For his next major objective, Grant maneuvered and fought skillfully
to win Vicksburg, the key city on the Mississippi, and thus cut the Confederacy
in two. Then he broke the Confederate hold on Chattanooga.
Lincoln
appointed him General-in-Chief in March 1864. Grant directed Sherman to drive
through the South while he himself, with the Army of the Potomac, pinned down
Gen. Robert E. Lee's Army of Northern Virginia.
Finally, on April 9,
1865, at Appomattox Court House, Lee surrendered. Grant wrote out magnanimous
terms of surrender that would prevent treason trials.
As President,
Grant presided over the Government much as he had run the Army. Indeed he
brought part of his Army staff to the White House.
Although a man of
scrupulous honesty, Grant as President accepted handsome presents from
admirers. Worse, he allowed himself to be seen with two speculators, Jay Gould
and James Fisk. When Grant realized their scheme to corner the market in gold,
he authorized the Secretary of the Treasury to sell enough gold to wreck their
plans, but the speculation had already wrought havoc with business.

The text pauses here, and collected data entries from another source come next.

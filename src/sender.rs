//! Batching HTTP delivery of encrypted envelopes.
//!
//! Envelopes are buffered in arrival order and POSTed one at a time to
//! `<cloud_api_url>/envelopes` when the batch fills up, the flush interval
//! has passed, or the sender is disconnected. Failed envelopes are counted
//! and reported, never re-queued.

use std::time::{Duration, Instant};

use reqwest::header::{HeaderMap, HeaderValue, AUTHORIZATION, CONTENT_TYPE};
use reqwest::StatusCode;
use tracing::{debug, info, warn};
use uuid::Uuid;

use crate::config::Config;
use crate::envelope::EncryptedEnvelope;
use crate::error::{ReplicatorError, Result};

/// Header carrying a per-envelope id that stays the same across retries
pub const IDEMPOTENCY_HEADER: &str = "Idempotency-Key";

const MAX_RETRY_DELAY: Duration = Duration::from_secs(60);

/// Exponential backoff between delivery attempts of a single envelope
#[derive(Debug, Clone, PartialEq, Eq)]
pub struct RetryPolicy {
    /// Retries after the first attempt
    pub max_retries: u32,
    pub base_delay: Duration,
    pub max_delay: Duration,
}

impl RetryPolicy {
    pub fn new(max_retries: u32, base_delay: Duration) -> Self {
        Self {
            max_retries,
            base_delay,
            max_delay: MAX_RETRY_DELAY,
        }
    }

    /// Delay before retry number `retry` (1-based): `base * 2^(retry-1)`.
    pub fn delay_for(&self, retry: u32) -> Duration {
        2u32.checked_pow(retry.saturating_sub(1))
            .and_then(|factor| self.base_delay.checked_mul(factor))
            .map_or(self.max_delay, |delay| delay.min(self.max_delay))
    }
}

#[derive(Debug, Clone)]
pub struct SenderConfig {
    /// Base URL of the cloud store; `None` means nowhere to deliver
    pub endpoint: Option<String>,
    pub token: Option<String>,
    pub batch_size: usize,
    pub flush_interval: Duration,
    pub retry: RetryPolicy,
    pub request_timeout: Duration,
    pub dry_run: bool,
}

impl From<&Config> for SenderConfig {
    fn from(config: &Config) -> Self {
        Self {
            endpoint: config.cloud_api_url.clone(),
            token: config.cloud_api_token.clone(),
            batch_size: config.batch_size.max(1),
            flush_interval: config.flush_interval,
            retry: RetryPolicy::new(config.retry_attempts, config.retry_delay),
            request_timeout: config.request_timeout,
            dry_run: config.dry_run,
        }
    }
}

/// Outcome of one flush
#[derive(Debug, Clone, Default, PartialEq, Eq)]
pub struct SendResult {
    pub sent_count: usize,
    pub failed_count: usize,
    pub errors: Vec<String>,
}

impl SendResult {
    pub fn success(&self) -> bool {
        self.failed_count == 0
    }

    pub fn total(&self) -> usize {
        self.sent_count + self.failed_count
    }
}

/// Running totals across flushes
#[derive(Debug, Clone, Copy, Default, PartialEq, Eq)]
pub struct DeliveryStats {
    pub flushes: u64,
    pub sent: u64,
    pub failed: u64,
}

pub struct DeliverySender {
    config: SenderConfig,
    buffer: Vec<EncryptedEnvelope>,
    last_flush: Instant,
    connected: bool,
    client: Option<reqwest::Client>,
    stats: DeliveryStats,
}

impl DeliverySender {
    pub fn new(config: SenderConfig) -> Self {
        Self {
            config,
            buffer: Vec::new(),
            last_flush: Instant::now(),
            connected: false,
            client: None,
            stats: DeliveryStats::default(),
        }
    }

    pub fn config(&self) -> &SenderConfig {
        &self.config
    }

    pub fn buffered(&self) -> usize {
        self.buffer.len()
    }

    pub fn stats(&self) -> DeliveryStats {
        self.stats
    }

    pub fn is_connected(&self) -> bool {
        self.connected
    }

    /// Prepare the HTTP client. Dry-run and endpoint-less senders skip it.
    pub fn connect(&mut self) -> Result<()> {
        if self.connected {
            return Ok(());
        }

        if !self.config.dry_run && self.config.endpoint.is_some() {
            let mut headers = HeaderMap::new();
            headers.insert(CONTENT_TYPE, HeaderValue::from_static("application/json"));
            if let Some(token) = &self.config.token {
                let mut value = HeaderValue::from_str(&format!("Bearer {}", token))
                    .map_err(|e| ReplicatorError::Config(format!("Invalid CLOUD_API_TOKEN: {}", e)))?;
                value.set_sensitive(true);
                headers.insert(AUTHORIZATION, value);
            }

            let client = reqwest::Client::builder()
                .default_headers(headers)
                .timeout(self.config.request_timeout)
                .build()
                .map_err(|e| ReplicatorError::Delivery(format!("Failed to build HTTP client: {}", e)))?;
            self.client = Some(client);
        }

        self.connected = true;
        self.last_flush = Instant::now();
        info!(
            endpoint = self.config.endpoint.as_deref().unwrap_or("none"),
            dry_run = self.config.dry_run,
            batch_size = self.config.batch_size,
            "Delivery sender connected"
        );
        Ok(())
    }

    /// Buffer an envelope, flushing if the batch is full or the interval has passed.
    pub async fn send(&mut self, envelope: EncryptedEnvelope) -> Result<Option<SendResult>> {
        if !self.connected {
            return Err(ReplicatorError::NotConnected("delivery sender"));
        }

        self.buffer.push(envelope);
        if self.buffer.len() >= self.config.batch_size || self.interval_elapsed() {
            return self.flush().await.map(Some);
        }
        Ok(None)
    }

    /// Flush only if something is buffered and the interval has passed.
    pub async fn flush_if_due(&mut self) -> Result<Option<SendResult>> {
        if self.buffer.is_empty() || !self.interval_elapsed() {
            return Ok(None);
        }
        self.flush().await.map(Some)
    }

    fn interval_elapsed(&self) -> bool {
        self.last_flush.elapsed() >= self.config.flush_interval
    }

    /// Deliver everything buffered. The buffer is empty afterwards whatever
    /// the outcome.
    pub async fn flush(&mut self) -> Result<SendResult> {
        if !self.connected {
            return Err(ReplicatorError::NotConnected("delivery sender"));
        }

        let batch = std::mem::take(&mut self.buffer);
        self.last_flush = Instant::now();
        if batch.is_empty() {
            return Ok(SendResult::default());
        }

        let result = if self.config.dry_run {
            info!(count = batch.len(), "Dry run, not sending envelopes");
            SendResult {
                sent_count: batch.len(),
                ..Default::default()
            }
        } else {
            match (&self.client, &self.config.endpoint) {
                (Some(client), Some(base)) => {
                    let url = format!("{}/envelopes", base.trim_end_matches('/'));
                    self.post_batch(client, &url, &batch).await
                }
                _ => {
                    warn!(count = batch.len(), "No cloud endpoint configured, dropping envelopes");
                    SendResult {
                        sent_count: 0,
                        failed_count: batch.len(),
                        errors: vec!["no cloud endpoint configured".to_string(); batch.len()],
                    }
                }
            }
        };

        self.stats.flushes += 1;
        self.stats.sent += result.sent_count as u64;
        self.stats.failed += result.failed_count as u64;

        if result.success() {
            info!(sent = result.sent_count, "Flushed envelopes");
        } else {
            warn!(
                sent = result.sent_count,
                failed = result.failed_count,
                "Flushed envelopes with failures"
            );
        }
        Ok(result)
    }

    async fn post_batch(&self, client: &reqwest::Client, url: &str, batch: &[EncryptedEnvelope]) -> SendResult {
        let mut result = SendResult::default();
        for envelope in batch {
            match self.post_one(client, url, envelope).await {
                Ok(()) => result.sent_count += 1,
                Err(e) => {
                    result.failed_count += 1;
                    result
                        .errors
                        .push(format!("{} {} ({}): {}", envelope.operation, envelope.table, envelope.key_id, e));
                }
            }
        }
        result
    }

    async fn post_one(&self, client: &reqwest::Client, url: &str, envelope: &EncryptedEnvelope) -> Result<()> {
        let body = envelope.serialize()?;
        let idempotency_key = Uuid::new_v4().to_string();
        let policy = &self.config.retry;

        let mut retry = 0;
        loop {
            let response = client
                .post(url)
                .header(IDEMPOTENCY_HEADER, idempotency_key.as_str())
                .body(body.clone())
                .send()
                .await;

            let (retryable, reason) = match response {
                Ok(response) if response.status().is_success() => {
                    debug!(table = %envelope.table, status = %response.status(), "Envelope delivered");
                    return Ok(());
                }
                Ok(response) => {
                    let status = response.status();
                    (is_retryable(status), format!("HTTP {}", status))
                }
                Err(e) => (true, format!("request failed: {}", e)),
            };

            if !retryable || retry >= policy.max_retries {
                return Err(ReplicatorError::Delivery(reason));
            }

            retry += 1;
            let delay = policy.delay_for(retry);
            warn!(
                table = %envelope.table,
                reason = %reason,
                retry,
                delay_ms = delay.as_millis() as u64,
                "Delivery attempt failed, retrying"
            );
            tokio::time::sleep(delay).await;
        }
    }

    /// Flush whatever is left and release the client. Safe to call twice.
    pub async fn disconnect(&mut self) -> Result<SendResult> {
        if !self.connected {
            return Ok(SendResult::default());
        }

        let result = self.flush().await;
        self.connected = false;
        self.client = None;
        info!(
            sent = self.stats.sent,
            failed = self.stats.failed,
            "Delivery sender disconnected"
        );
        result
    }
}

fn is_retryable(status: StatusCode) -> bool {
    status.is_server_error() || status == StatusCode::TOO_MANY_REQUESTS
}
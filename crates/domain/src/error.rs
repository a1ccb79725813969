//! Domain error types

use thiserror::Error;

/// Domain-level errors that can occur during validation or processing.
#[derive(Debug, Error, Clone, PartialEq, Eq)]
pub enum DomainError {
    /// The provided URL is invalid or malformed.
    #[error("invalid URL: {0}")]
    InvalidUrl(String),

    /// The HTTP method is not supported.
    #[error("unsupported HTTP method: {0}")]
    UnsupportedMethod(String),

    /// The request body is invalid for the given content type.
    #[error("invalid body: {0}")]
    InvalidBody(String),

    /// An identifier is missing or has an unsupported JSON type.
    #[error("invalid identifier: {0}")]
    InvalidIdentifier(String),
}

/// Result type alias for domain operations.
pub type DomainResult<T> = Result<T, DomainError>;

During his campaign for re-election in 1872, Grant was attacked by Liberal
Republican reformers. He called them "narrow-headed men," their eyes so close
together that "they can look out of the same gimlet hole without winking." The
General's friends in the Republican Party came to be known proudly as "the Old
Guard."
Grant allowed Radical Reconstruction to run its course in the
South, bolstering it at times with military force.
After retiring from
the Presidency, Grant became a partner in a financial firm, which went
bankrupt. About that time he learned that he had cancer of the throat. He
started writing his recollections to pay off his debts and provide for his
family, racing against death to produce a memoir that ultimately earned nearly
$450,000. Soon after completing the last page, in 1885, he died.